-- WORK ORDER --
Take every line from the records below that includes the word "seed".

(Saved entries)
※ ※ ※
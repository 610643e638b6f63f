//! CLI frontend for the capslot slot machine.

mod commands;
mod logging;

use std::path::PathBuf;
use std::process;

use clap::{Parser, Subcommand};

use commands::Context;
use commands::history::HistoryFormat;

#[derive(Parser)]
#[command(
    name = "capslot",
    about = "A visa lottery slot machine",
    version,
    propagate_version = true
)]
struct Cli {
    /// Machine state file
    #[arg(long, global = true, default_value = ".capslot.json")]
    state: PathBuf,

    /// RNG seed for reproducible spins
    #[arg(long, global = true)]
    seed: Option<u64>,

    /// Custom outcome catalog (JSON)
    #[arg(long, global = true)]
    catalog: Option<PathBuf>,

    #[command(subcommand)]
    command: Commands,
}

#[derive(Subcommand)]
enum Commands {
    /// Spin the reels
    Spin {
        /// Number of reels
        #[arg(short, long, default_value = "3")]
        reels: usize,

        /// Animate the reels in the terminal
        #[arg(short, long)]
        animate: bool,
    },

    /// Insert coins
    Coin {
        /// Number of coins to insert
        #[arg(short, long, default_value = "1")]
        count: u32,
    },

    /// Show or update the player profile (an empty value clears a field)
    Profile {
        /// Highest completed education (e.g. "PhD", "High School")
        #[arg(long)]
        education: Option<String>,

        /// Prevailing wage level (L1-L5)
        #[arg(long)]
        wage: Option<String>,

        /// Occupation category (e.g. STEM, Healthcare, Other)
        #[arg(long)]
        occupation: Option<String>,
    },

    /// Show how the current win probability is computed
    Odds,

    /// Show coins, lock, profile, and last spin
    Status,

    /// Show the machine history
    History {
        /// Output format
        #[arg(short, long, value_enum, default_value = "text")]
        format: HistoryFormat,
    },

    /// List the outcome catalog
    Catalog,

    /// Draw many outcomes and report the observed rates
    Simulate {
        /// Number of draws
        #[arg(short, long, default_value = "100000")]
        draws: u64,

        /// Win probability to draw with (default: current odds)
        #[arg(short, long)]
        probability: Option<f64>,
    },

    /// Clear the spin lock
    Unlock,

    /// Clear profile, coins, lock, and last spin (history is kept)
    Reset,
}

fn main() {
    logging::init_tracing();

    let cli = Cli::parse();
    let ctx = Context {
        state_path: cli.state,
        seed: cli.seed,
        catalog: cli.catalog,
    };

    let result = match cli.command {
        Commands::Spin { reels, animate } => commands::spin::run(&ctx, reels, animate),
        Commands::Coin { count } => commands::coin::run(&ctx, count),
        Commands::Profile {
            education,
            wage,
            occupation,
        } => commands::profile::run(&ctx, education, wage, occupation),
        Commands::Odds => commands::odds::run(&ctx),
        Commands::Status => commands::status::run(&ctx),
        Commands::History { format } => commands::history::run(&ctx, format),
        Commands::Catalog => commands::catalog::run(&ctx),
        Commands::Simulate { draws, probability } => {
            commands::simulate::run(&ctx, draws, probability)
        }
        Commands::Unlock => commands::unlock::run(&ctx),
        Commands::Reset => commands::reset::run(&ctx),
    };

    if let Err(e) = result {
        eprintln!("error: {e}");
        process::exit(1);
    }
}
※ ※ ※
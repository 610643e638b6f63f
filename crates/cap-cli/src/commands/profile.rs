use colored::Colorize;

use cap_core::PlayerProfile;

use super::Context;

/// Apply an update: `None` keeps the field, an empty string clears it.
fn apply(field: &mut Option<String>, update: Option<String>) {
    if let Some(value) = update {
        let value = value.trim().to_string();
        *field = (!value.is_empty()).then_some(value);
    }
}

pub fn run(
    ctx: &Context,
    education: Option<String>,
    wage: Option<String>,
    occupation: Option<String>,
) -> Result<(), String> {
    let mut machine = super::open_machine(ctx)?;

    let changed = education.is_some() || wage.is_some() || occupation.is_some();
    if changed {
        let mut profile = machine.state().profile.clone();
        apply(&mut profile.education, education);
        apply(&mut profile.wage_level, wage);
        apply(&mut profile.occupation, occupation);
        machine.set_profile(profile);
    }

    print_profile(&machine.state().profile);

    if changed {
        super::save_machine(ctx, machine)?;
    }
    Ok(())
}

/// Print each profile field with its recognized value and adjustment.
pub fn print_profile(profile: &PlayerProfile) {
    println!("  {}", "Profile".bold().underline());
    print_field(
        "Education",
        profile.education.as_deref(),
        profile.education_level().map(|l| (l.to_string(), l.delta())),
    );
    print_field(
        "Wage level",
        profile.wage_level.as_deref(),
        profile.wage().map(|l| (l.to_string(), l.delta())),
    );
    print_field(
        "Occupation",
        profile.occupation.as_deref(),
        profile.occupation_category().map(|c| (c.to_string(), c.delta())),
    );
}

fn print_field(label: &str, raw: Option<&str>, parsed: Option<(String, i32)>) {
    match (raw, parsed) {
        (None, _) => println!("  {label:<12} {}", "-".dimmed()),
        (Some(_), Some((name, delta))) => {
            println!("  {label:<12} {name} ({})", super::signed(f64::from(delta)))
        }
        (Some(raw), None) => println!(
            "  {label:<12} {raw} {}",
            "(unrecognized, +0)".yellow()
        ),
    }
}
※ ※ ※
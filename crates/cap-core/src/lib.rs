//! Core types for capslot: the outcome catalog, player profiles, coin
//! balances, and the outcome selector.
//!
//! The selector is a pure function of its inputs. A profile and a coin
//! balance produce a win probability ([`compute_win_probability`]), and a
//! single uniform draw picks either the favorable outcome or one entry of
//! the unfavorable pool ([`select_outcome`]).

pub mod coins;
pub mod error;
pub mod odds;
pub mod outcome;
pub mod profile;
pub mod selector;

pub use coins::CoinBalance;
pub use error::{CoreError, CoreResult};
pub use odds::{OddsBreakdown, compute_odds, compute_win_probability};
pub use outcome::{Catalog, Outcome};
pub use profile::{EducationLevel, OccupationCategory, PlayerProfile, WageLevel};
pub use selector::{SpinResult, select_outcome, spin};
※ ※ ※
-- RESULT OF THE TASK --
    /// RNG seed for reproducible spins
    seed: Option<u64>,
        seed: cli.seed,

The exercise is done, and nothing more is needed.